Question

Question #95b88

Answer 1

`"75,000 J"`

Explanation:

The trick here is to realize that you must keep track of two phase changes as you go from ice at `0^@"C"` to steam at `100^@"C"`.

More specifically, you have

• ice at `0^@"C"` to liquid water at `0^@"C"`
• liquid water at `0^@"C"` to liquid water at `100^@"C"`
• liquid water at `100^@"C"` to steam at `100^@"C"`

In order to be able to calculate the heat required to convert your sample, you need to know

• `DeltaH_"fus" = color(blue)("333.55 J g"^(-1)) ->` the enthalpy of fusion of water
• `c_"water" = color(purple)("4.18 J g"^(-1)""^@"C"^(-1)) ->` the specific heat of water
• `DeltaH_"vap" = color(darkorange)("2257 J g"^(-1)) ->` the enthalpy of vaporization of water

So, the first thing to calculate here is the heat required to go from ice at `0^@"C"` to liquid water at `0^@"C"`. To do that, use the enthalpy of fusion of water, which tells you the enthalpy change that accompanies the conversion of `"1 g"` of ice to liquid water at its normal melting point.

`25 color(red)(cancel(color(black)("g ice"))) * color(blue)("333.55 J"/(1color(red)(cancel(color(blue)("g ice"))))) = "8,338.75 J"`

Next, calculate the heat needed to heat your sample from liquid water at `0^@"C"` to liquid water at `100^@"C"`.

The speciifc heat of water tells you that you need `color(purple)("4.18 J")` of heat to increase the temperature of `color(purple)("1 g")` of liquid water by `color(purple)(1^@"C")`.

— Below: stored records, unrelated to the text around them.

//! Per-integration configuration

use std::time::Duration;

use serde::{Deserialize, Serialize};

use core_kernel::AuthConfig;

use crate::mapping::FieldMapping;
use crate::retry::RetryPolicy;

/// Wire protocol an integration speaks
#[derive(Debug, Clone, Copy, PartialEq, Eq, Hash, Serialize, Deserialize)]
#[serde(rename_all = "snake_case")]
pub enum IntegrationType {
    /// FHIR REST/JSON
    Fhir,
    /// HL7 v2 segment messages
    Hl7,
    /// ANSI X12 005010 EDI
    X12,
    /// Plain JSON partner API
    Api,
}

/// Everything needed to talk to one external system
#[derive(Debug, Clone, Serialize, Deserialize)]
pub struct IntegrationConfig {
    /// Logical name used as the registry key
    pub name: String,
    pub integration_type: IntegrationType,
    /// Base URL of the remote endpoint
    pub endpoint: String,
    /// Per-request timeout
    pub timeout: Duration,
    pub auth: AuthConfig,
    pub retry: RetryPolicy,
    /// Applied to outbound payloads before encoding
    #[serde(default)]
    pub request_mappings: Vec<FieldMapping>,
    /// Applied to decoded responses before returning
    #[serde(default)]
    pub response_mappings: Vec<FieldMapping>,
}

impl IntegrationConfig {
    pub fn new(
        name: impl Into<String>,
        integration_type: IntegrationType,
        endpoint: impl Into<String>,
    ) -> Self {
        Self {
            name: name.into(),
            integration_type,
            endpoint: endpoint.into(),
            timeout: Duration::from_secs(30),
            auth: AuthConfig::None,
            retry: RetryPolicy::default(),
            request_mappings: Vec::new(),
            response_mappings: Vec::new(),
        }
    }

    pub fn with_timeout(mut self, timeout: Duration) -> Self {
        self.timeout = timeout;
        self
    }

    pub fn with_auth(mut self, auth: AuthConfig) -> Self {
        self.auth = auth;
        self
    }

    pub fn with_retry(mut self, retry: RetryPolicy) -> Self {
        self.retry = retry;
        self
    }

    pub fn with_request_mappings(mut self, mappings: Vec<FieldMapping>) -> Self {
        self.request_mappings = mappings;
        self
    }

    pub fn with_response_mappings(mut self, mappings: Vec<FieldMapping>) -> Self {
        self.response_mappings = mappings;
        self
    }
}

This means that in order to increase the temperature of `"25 g"` of water, you need

`25 color(red)(cancel(color(black)("g"))) * color(purple)("4.18 J")/(color(purple)(1)color(red)(cancel(color(purple)("g"))) * color(purple)(1^@"C")) = "104.5 J"^@"C"^(-1)`

So in order to increase the temperature of `"25 g"` of water by `1^@"C"`, you need to provide it with `"104.5 J"`. In your case, the temperature change is

`100^@"C" - 0^@"C" = 100^@"C"`

so you will need a total of

`100color(red)(cancel(color(black)(""^@"C"))) * "104.5 J"/(1color(red)(cancel(color(black)(""^@"C")))) = "10,450 J"`

Finally, to convert your sample from liquid water at `100^@"C"` to vapor at `100^@"C"`, use the enthalpy of vaporization of water.

In this case, you know that you need `color(darkorange)("2257 J")` of heat to convert `color(darkorange)("1 g")` of water from liquid to vapor at its normal boling point, which means that your sampel will need

`25 color(red)(cancel(color(black)("g"))) * color(darkorange)("2257 J"/(1color(red)(cancel(color(darkorange)("g"))))) = "56,425 J"`

Finally, add all the three heats to get the total heat needed

`"total heat" = "8,338.75 J" + "10,450 J" + "56,425 J"`

`color(darkgreen)(ul(color(black)("total heat = 75,000 J")))`

I'll leave the answer rounded to two sig figs, but keep in mind that you only have one significant figure for the two temperatures.